Task requirements: Repeat the listing below in full.
### Input data
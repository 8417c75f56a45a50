//! Error types for phrase-core.

use thiserror::Error;

/// Result type alias using PhraseError.
pub type Result<T> = std::result::Result<T, PhraseError>;

/// Errors raised while building, converting or parsing phrases.
#[derive(Debug, Error)]
pub enum PhraseError {
    #[error("unknown category: {0}")]
    UnknownCategory(String),

    #[error("{field} must not be empty")]
    EmptyField { field: &'static str },

    #[error("timestamp out of range: {0}")]
    TimestampOutOfRange(i64),

    #[error("{field} must not be negative, got {value}")]
    NegativeCounter { field: &'static str, value: i64 },

    #[error("failed to parse generated phrases: {reason}")]
    MalformedResponse { reason: String, raw: String },
}
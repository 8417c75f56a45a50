//! Mastery rules and review outcomes.
//!
//! A phrase counts as mastered once it has been known three times in total or
//! twice in a row. The flag is always derived from the counters; nothing
//! stores it independently.

use chrono::{DateTime, Utc};

use crate::types::{Phrase, PhrasePatch, ReviewOutcome};

/// Total "known" answers after which a phrase is mastered.
pub const MASTERY_KNOW_COUNT: u32 = 3;

/// Consecutive "known" answers after which a phrase is mastered.
pub const MASTERY_KNOW_STREAK: u32 = 2;

pub fn is_mastered(know_count: u32, know_streak: u32) -> bool {
    know_count >= MASTERY_KNOW_COUNT || know_streak >= MASTERY_KNOW_STREAK
}

/// Build the partial update that records one review of `phrase`.
///
/// A known answer bumps the mastery level, total and streak; an unknown answer
/// resets the streak. Both stamp `last_reviewed_at`. The next review time is
/// left for the caller to schedule.
pub fn review_patch(phrase: &Phrase, outcome: ReviewOutcome, now: DateTime<Utc>) -> PhrasePatch {
    let mut patch = PhrasePatch {
        last_reviewed_at: Some(Some(now)),
        ..Default::default()
    };

    match outcome {
        ReviewOutcome::Known => {
            patch.mastery_level = Some(phrase.mastery_level.saturating_add(1));
            patch.know_count = Some(phrase.know_count.saturating_add(1));
            patch.know_streak = Some(phrase.know_streak.saturating_add(1));
        }
        ReviewOutcome::Unknown => {
            patch.know_streak = Some(0);
        }
    }

    patch
}
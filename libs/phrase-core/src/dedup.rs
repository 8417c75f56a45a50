//! Dedup keys for importing phrases into storage.

use std::collections::HashSet;

use crate::types::{NewPhrase, Phrase};

/// Identity of a phrase for import purposes: the (german, russian) pair.
///
/// Category and the optional fields are not part of the key, so two entries
/// that differ only in category are the same phrase.
#[derive(Debug, Clone, PartialEq, Eq, Hash)]
pub struct DedupKey {
    pub german: String,
    pub russian: String,
}

impl DedupKey {
    pub fn new(german: impl Into<String>, russian: impl Into<String>) -> Self {
        Self {
            german: german.into(),
            russian: russian.into(),
        }
    }
}

/// Anything that can be compared by dedup key.
pub trait Keyed {
    fn dedup_key(&self) -> DedupKey;
}

impl Keyed for NewPhrase {
    fn dedup_key(&self) -> DedupKey {
        DedupKey::new(self.german.as_str(), self.russian.as_str())
    }
}

impl Keyed for Phrase {
    fn dedup_key(&self) -> DedupKey {
        DedupKey::new(self.german.as_str(), self.russian.as_str())
    }
}

/// Candidates split into the ones to insert and the number skipped.
#[derive(Debug)]
pub struct Filtered<T> {
    pub fresh: Vec<T>,
    pub skipped: usize,
}

/// Keep candidates whose key is neither in `existing` nor already taken by an
/// earlier candidate. Order of the survivors is preserved.
pub fn filter_new<T: Keyed>(candidates: Vec<T>, existing: &HashSet<DedupKey>) -> Filtered<T> {
    let mut seen: HashSet<DedupKey> = HashSet::new();
    let mut fresh = Vec::with_capacity(candidates.len());
    let mut skipped = 0;

    for candidate in candidates {
        let key = candidate.dedup_key();
        if existing.contains(&key) || !seen.insert(key) {
            skipped += 1;
            continue;
        }
        fresh.push(candidate);
    }

    Filtered { fresh, skipped }
}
######
Result of this task:
repository 8417c75f56a45a50
//! Error types for phrase-core.

use thiserror::Error;

/// Result type alias using PhraseError.
pub type Result<T> = std::result::Result<T, PhraseError>;

/// Errors raised while building, converting or parsing phrases.
#[derive(Debug, Error)]
pub enum PhraseError {
    #[error("unknown category: {0}")]
    UnknownCategory(String),

    #[error("{field} must not be empty")]
    EmptyField { field: &'static str },

    #[error("timestamp out of range: {0}")]
    TimestampOutOfRange(i64),

    #[error("{field} must not be negative, got {value}")]
    NegativeCounter { field: &'static str, value: i64 },

    #[error("failed to parse generated phrases: {reason}")]
    MalformedResponse { reason: String, raw: String },
}
repository 8417c75f56a45a50
//! Mastery rules and review outcomes.
//!
//! A phrase counts as mastered once it has been known three times in total or
//! twice in a row. The flag is always derived from the counters; nothing
//! stores it independently.

use chrono::{DateTime, Utc};

use crate::types::{Phrase, PhrasePatch, ReviewOutcome};

/// Total "known" answers after which a phrase is mastered.
pub const MASTERY_KNOW_COUNT: u32 = 3;

/// Consecutive "known" answers after which a phrase is mastered.
pub const MASTERY_KNOW_STREAK: u32 = 2;

pub fn is_mastered(know_count: u32, know_streak: u32) -> bool {
    know_count >= MASTERY_KNOW_COUNT || know_streak >= MASTERY_KNOW_STREAK
}

/// Build the partial update that records one review of `phrase`.
///
/// A known answer bumps the mastery level, total and streak; an unknown answer
/// resets the streak. Both stamp `last_reviewed_at`. The next review time is
/// left for the caller to schedule.
pub fn review_patch(phrase: &Phrase, outcome: ReviewOutcome, now: DateTime<Utc>) -> PhrasePatch {
    let mut patch = PhrasePatch {
        last_reviewed_at: Some(Some(now)),
        ..Default::default()
    };

    match outcome {
        ReviewOutcome::Known => {
            patch.mastery_level = Some(phrase.mastery_level.saturating_add(1));
            patch.know_count = Some(phrase.know_count.saturating_add(1));
            patch.know_streak = Some(phrase.know_streak.saturating_add(1));
        }
        ReviewOutcome::Unknown => {
            patch.know_streak = Some(0);
        }
    }

    patch
}
filename libs/phrase-core/src/dedup.rs
repository 8417c75f56a45a50
//! Dedup keys for importing phrases into storage.

use std::collections::HashSet;

use crate::types::{NewPhrase, Phrase};

/// Identity of a phrase for import purposes: the (german, russian) pair.
///
/// Category and the optional fields are not part of the key, so two entries
/// that differ only in category are the same phrase.
#[derive(Debug, Clone, PartialEq, Eq, Hash)]
pub struct DedupKey {
    pub german: String,
    pub russian: String,
}

impl DedupKey {
    pub fn new(german: impl Into<String>, russian: impl Into<String>) -> Self {
        Self {
            german: german.into(),
            russian: russian.into(),
        }
    }
}

/// Anything that can be compared by dedup key.
pub trait Keyed {
    fn dedup_key(&self) -> DedupKey;
}

impl Keyed for NewPhrase {
    fn dedup_key(&self) -> DedupKey {
        DedupKey::new(self.german.as_str(), self.russian.as_str())
    }
}

impl Keyed for Phrase {
    fn dedup_key(&self) -> DedupKey {
        DedupKey::new(self.german.as_str(), self.russian.as_str())
    }
}

/// Candidates split into the ones to insert and the number skipped.
#[derive(Debug)]
pub struct Filtered<T> {
    pub fresh: Vec<T>,
    pub skipped: usize,
}

/// Keep candidates whose key is neither in `existing` nor already taken by an
/// earlier candidate. Order of the survivors is preserved.
pub fn filter_new<T: Keyed>(candidates: Vec<T>, existing: &HashSet<DedupKey>) -> Filtered<T> {
    let mut seen: HashSet<DedupKey> = HashSet::new();
    let mut fresh = Vec::with_capacity(candidates.len());
    let mut skipped = 0;

    for candidate in candidates {
        let key = candidate.dedup_key();
        if existing.contains(&key) || !seen.insert(key) {
            skipped += 1;
            continue;
        }
        fresh.push(candidate);
    }

    Filtered { fresh, skipped }
}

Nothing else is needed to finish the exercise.